There are people who seem to live in the past.
People who find comfort in the pages of a history book, in the silence of a library, or among the shelves of an archive. People who ask nothing more of life than the chance to cover their hands in dust and immerse themselves in moments long gone… years, centuries, sometimes even millennia.
Lately, I’ve been spending entire days in an archive. I’m researching a new podcast, and for hours at a time I find myself inside the archive of a former psychiatric hospital.
Before me stands the same wall of files every day: worn away by time, covered in dust, some stained with mould, others mixed up with records they no longer belong to. A few even bear the marks of rats.
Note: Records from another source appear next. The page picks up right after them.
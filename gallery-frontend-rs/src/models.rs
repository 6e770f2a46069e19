//! Wire types shared with the backend and with JavaScript.
//!
//! The backend is loosely typed: counts arrive as numbers or numeric strings, ids as strings or
//! numbers, and timestamps in whatever shape the writer used. Decoding is lenient so that one
//! odd field does not make a whole artwork disappear from a list.
use chrono::{DateTime, Utc};
use serde::{Deserialize, Deserializer, Serialize};
use serde_json::Value;

#[derive(Serialize, Deserialize, tsify::Tsify, Debug, Clone, Copy, PartialEq, Eq, Default)]
#[serde(rename_all = "lowercase")]
pub enum Visibility {
    Private,
    #[default]
    #[serde(other)]
    Public,
}

#[derive(Serialize, Deserialize, tsify::Tsify, Debug, Clone, PartialEq, Default)]
#[tsify(into_wasm_abi, from_wasm_abi)]
#[serde(rename_all = "camelCase")]
pub struct Artwork {
    #[serde(
        rename = "_id",
        default,
        deserialize_with = "lenient_id",
        skip_serializing_if = "String::is_empty"
    )]
    pub id: String,
    #[serde(default)]
    pub title: String,
    #[serde(default)]
    pub image_url: String,
    /// Older records used `image` instead of `imageUrl`.
    #[serde(default, skip_serializing_if = "Option::is_none")]
    pub image: Option<String>,
    #[serde(default)]
    pub artist_name: String,
    #[serde(default)]
    pub category: String,
    #[serde(default)]
    pub medium: String,
    #[serde(default)]
    pub description: String,
    #[serde(default)]
    pub dimensions: String,
    #[serde(
        default,
        deserialize_with = "lenient_price",
        skip_serializing_if = "Option::is_none"
    )]
    pub price: Option<f64>,
    #[serde(default)]
    pub visibility: Visibility,
    #[serde(default, deserialize_with = "lenient_count")]
    pub likes: u64,
    #[serde(default, skip_serializing_if = "Option::is_none")]
    pub user_email: Option<String>,
    /// Secondary reference some records carry; deletes fall back to it.
    #[serde(
        default,
        deserialize_with = "lenient_opt_id",
        skip_serializing_if = "Option::is_none"
    )]
    pub item_id: Option<String>,
    #[serde(
        default,
        deserialize_with = "lenient_timestamp",
        skip_serializing_if = "Option::is_none"
    )]
    #[tsify(type = "string", optional)]
    pub created_at: Option<DateTime<Utc>>,
}

impl Artwork {
    pub fn image_ref(&self) -> &str {
        if !self.image_url.is_empty() {
            return &self.image_url;
        }
        self.image.as_deref().unwrap_or_default()
    }

    pub fn artist_or_unknown(&self) -> &str {
        let name = self.artist_name.trim();
        if name.is_empty() {
            "Unknown Artist"
        } else {
            name
        }
    }
}

#[derive(Serialize, Deserialize, tsify::Tsify, Debug, Clone, PartialEq, Default)]
#[tsify(into_wasm_abi, from_wasm_abi)]
#[serde(rename_all = "camelCase")]
pub struct Favorite {
    /// Absent when the favorite only exists in the local queue.
    #[serde(
        rename = "_id",
        default,
        deserialize_with = "lenient_opt_id",
        skip_serializing_if = "Option::is_none"
    )]
    pub id: Option<String>,
    #[serde(default, deserialize_with = "lenient_id")]
    pub item_id: String,
    #[serde(default)]
    pub user_email: String,
    #[serde(default)]
    pub image_url: String,
    #[serde(default)]
    pub title: String,
    #[serde(
        default,
        deserialize_with = "lenient_timestamp",
        skip_serializing_if = "Option::is_none"
    )]
    #[tsify(type = "string", optional)]
    pub created_at: Option<DateTime<Utc>>,
}

impl Favorite {
    pub fn for_artwork(artwork: &Artwork, user: &User, now: DateTime<Utc>) -> Self {
        Favorite {
            id: None,
            item_id: artwork.id.clone(),
            user_email: user.email.clone(),
            image_url: artwork.image_ref().to_string(),
            title: artwork.title.clone(),
            created_at: Some(now),
        }
    }

    /// Favorites are unique per (artwork, owner).
    pub fn same_slot(&self, other: &Favorite) -> bool {
        self.item_id == other.item_id && self.user_email == other.user_email
    }
}

/// A favorite with its artwork resolved, or `None` if the artwork could not be loaded.
#[derive(Serialize, Deserialize, tsify::Tsify, Debug, Clone, PartialEq)]
#[tsify(into_wasm_abi, from_wasm_abi)]
#[serde(rename_all = "camelCase")]
pub struct FavoriteEntry {
    pub favorite: Favorite,
    pub artwork: Option<Artwork>,
    /// Only present in this browser's queue, not confirmed by the server.
    pub local_only: bool,
}

impl FavoriteEntry {
    pub fn title(&self) -> &str {
        let from_artwork = self.artwork.as_ref().map(|a| a.title.as_str());
        [from_artwork, Some(self.favorite.title.as_str())]
            .into_iter()
            .flatten()
            .find(|t| !t.is_empty())
            .unwrap_or("Untitled")
    }

    pub fn image_ref(&self) -> Option<&str> {
        self.artwork.as_ref().map(Artwork::image_ref)
    }

    pub fn placeholder_label(&self) -> &str {
        if self.favorite.title.is_empty() {
            "Artwork unavailable"
        } else {
            &self.favorite.title
        }
    }

    pub fn category_label(&self) -> String {
        match self.artwork.as_ref().map(|a| a.category.as_str()) {
            Some(category) if !category.is_empty() => format!("Category: {category}"),
            _ => "Category: N/A".to_string(),
        }
    }

    /// The id used for in-flight bookkeeping and list keys.
    pub fn key(&self) -> &str {
        match &self.favorite.id {
            Some(id) if !id.is_empty() => id,
            _ => &self.favorite.item_id,
        }
    }
}

/// The only fields of the identity provider's user object this app depends on.
#[derive(Serialize, Deserialize, tsify::Tsify, Debug, Clone, PartialEq, Eq, Default)]
#[tsify(into_wasm_abi, from_wasm_abi)]
pub struct User {
    pub email: String,
    #[serde(rename = "displayName", default)]
    pub display_name: Option<String>,
    #[serde(rename = "photoURL", default)]
    pub photo_url: Option<String>,
}

impl User {
    pub fn name_or_email(&self) -> &str {
        match self.display_name.as_deref() {
            Some(name) if !name.trim().is_empty() => name,
            _ => &self.email,
        }
    }
}

fn lenient_id<'de, D>(deserializer: D) -> Result<String, D::Error>
where
    D: Deserializer<'de>,
{
    Ok(lenient_opt_id(deserializer)?.unwrap_or_default())
}

fn lenient_opt_id<'de, D>(deserializer: D) -> Result<Option<String>, D::Error>
where
    D: Deserializer<'de>,
{
    let id = match Value::deserialize(deserializer)? {
        Value::String(s) => Some(s.trim().to_string()),
        Value::Number(n) => Some(n.to_string()),
        // Mongo extended JSON
        Value::Object(map) => map.get("$oid").and_then(Value::as_str).map(str::to_string),
        _ => None,
    };
    Ok(id.filter(|id| !id.is_empty()))
}

fn lenient_count<'de, D>(deserializer: D) -> Result<u64, D::Error>
where
    D: Deserializer<'de>,
{
    let count = match Value::deserialize(deserializer)? {
        Value::Number(n) => n
            .as_u64()
            .or_else(|| n.as_f64().filter(|f| *f > 0.0).map(|f| f as u64)),
        Value::String(s) => s.trim().parse::<f64>().ok().filter(|f| *f > 0.0).map(|f| f as u64),
        _ => None,
    };
    Ok(count.unwrap_or(0))
}

fn lenient_price<'de, D>(deserializer: D) -> Result<Option<f64>, D::Error>
where
    D: Deserializer<'de>,
{
    Ok(match Value::deserialize(deserializer)? {
        Value::Number(n) => n.as_f64(),
        Value::String(s) => s.trim().parse().ok(),
        _ => None,
    })
}

fn lenient_timestamp<'de, D>(deserializer: D) -> Result<Option<DateTime<Utc>>, D::Error>
where
    D: Deserializer<'de>,
{
    Ok(match Value::deserialize(deserializer)? {
        Value::String(s) => DateTime::parse_from_rfc3339(s.trim())
            .ok()
            .map(|t| t.with_timezone(&Utc)),
        Value::Number(n) => n.as_i64().and_then(DateTime::from_timestamp_millis),
        _ => None,
    })
}

#[cfg(test)]
mod tests {
    use super::*;
    use serde_json::json;

    #[test]
    fn test_artwork_decodes_loose_fields() {
        let artwork: Artwork = serde_json::from_value(json!({
            "_id": 42,
            "title": "Dusk",
            "image": "https://img.test/dusk.png",
            "likes": "7",
            "price": "120.5",
            "visibility": "unlisted",
            "createdAt": "not a date",
        }))
        .unwrap();

        assert_eq!(artwork.id, "42");
        assert_eq!(artwork.image_ref(), "https://img.test/dusk.png");
        assert_eq!(artwork.likes, 7);
        assert_eq!(artwork.price, Some(120.5));
        assert_eq!(artwork.visibility, Visibility::Public);
        assert_eq!(artwork.created_at, None);
    }

    #[test]
    fn test_visibility_wire_names() {
        let private: Visibility = serde_json::from_value(json!("private")).unwrap();
        assert_eq!(private, Visibility::Private);
        let unknown: Visibility = serde_json::from_value(json!("unlisted")).unwrap();
        assert_eq!(unknown, Visibility::Public);
        assert_eq!(serde_json::to_value(Visibility::Private).unwrap(), json!("private"));
        assert_eq!(serde_json::to_value(Visibility::default()).unwrap(), json!("public"));
    }

    #[test]
    fn test_artwork_negative_likes_clamp_to_zero() {
        let artwork: Artwork = serde_json::from_value(json!({"_id": "a1", "likes": -3})).unwrap();
        assert_eq!(artwork.likes, 0);
    }

    #[test]
    fn test_image_url_wins_over_legacy_image() {
        let artwork: Artwork = serde_json::from_value(json!({
            "imageUrl": "new.png",
            "image": "old.png",
        }))
        .unwrap();
        assert_eq!(artwork.image_ref(), "new.png");
    }

    #[test]
    fn test_mongo_object_id() {
        let favorite: Favorite = serde_json::from_value(json!({
            "_id": {"$oid": "65f0c0ffee"},
            "itemId": "a1",
            "userEmail": "ana@example.com",
            "createdAt": "2025-03-01T10:00:00Z",
        }))
        .unwrap();

        assert_eq!(favorite.id.as_deref(), Some("65f0c0ffee"));
        assert!(favorite.created_at.is_some());
    }

    #[test]
    fn test_queued_favorite_wire_shape() {
        let user = User {
            email: "ana@example.com".into(),
            ..Default::default()
        };
        let artwork = Artwork {
            id: "a1".into(),
            title: "Dusk".into(),
            image_url: "dusk.png".into(),
            ..Default::default()
        };
        let now = DateTime::from_timestamp(1_700_000_000, 0).unwrap();

        let value = serde_json::to_value(Favorite::for_artwork(&artwork, &user, now)).unwrap();
        assert_eq!(
            value,
            json!({
                "itemId": "a1",
                "userEmail": "ana@example.com",
                "imageUrl": "dusk.png",
                "title": "Dusk",
                "createdAt": "2023-11-14T22:13:20Z",
            })
        );
    }

    #[test]
    fn test_degraded_favorite_entry() {
        let entry = FavoriteEntry {
            favorite: Favorite {
                item_id: "gone".into(),
                ..Default::default()
            },
            artwork: None,
            local_only: false,
        };

        assert_eq!(entry.title(), "Untitled");
        assert_eq!(entry.placeholder_label(), "Artwork unavailable");
        assert_eq!(entry.category_label(), "Category: N/A");
        assert_eq!(entry.key(), "gone");
    }

    #[test]
    fn test_user_name_falls_back_to_email() {
        let user: User = serde_json::from_value(json!({
            "email": "ana@example.com",
            "displayName": "  ",
            "photoURL": null,
        }))
        .unwrap();
        assert_eq!(user.name_or_email(), "ana@example.com");
    }
}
A brief note: no, this archive has never been digitised. It survives in difficult conditions, largely thanks to the dedication of a handful of people who devote their time, expertise, and energy to restoring order and making it accessible at last.
Thank goodness they exist!
Because in a country that proudly calls itself the guardian of history, preserving memory should never depend solely on the goodwill of a few passionate individuals. It should be a collective responsibility, supported by public institutions. Archives do not preserve paper alone… they preserve lives. And when we allow those lives to disappear, we lose a part of ourselves as well.
But that’s another story… let’s move on…

Every time I open one of those files, something strange happens.
It’s as though a part of me is pulled into those pages. Over the past two months, I’ve had the feeling that I’ve truly come to know many of the people whose lives I’m reading about. They entered my life without ever knowing it. And they could never have imagined that, decades later, someone would speak their name once again.
Many of them spent their entire lives as outcasts. Forgotten… shut away behind the walls of a psychiatric hospital.
And it was there that I found myself asking a question.
What drives someone to become so deeply fascinated by history that they feel the need to step inside it…quite literally?
The only answer I’ve been able to give myself is that perhaps we are not searching for the past at all.
Perhaps we are searching for something within ourselves.
Maybe we long to reconnect with a part of our identity that has grown faint, like a flame that never truly went out but still needs tending. Or perhaps we walk paths already travelled by others, following footprints that time is slowly erasing, trying not to lose them… or perhaps trying not to lose ourselves.
Maybe that’s what truly fascinates us about history.
Not the distance that separates us from those who came before us, but the invisible thread that continues to bind us together.
And so I wonder: When we search for the past, are we really searching for the past? Or are we simply searching for ourselves?
Or perhaps… we’re searching for a place where we finally feel at home.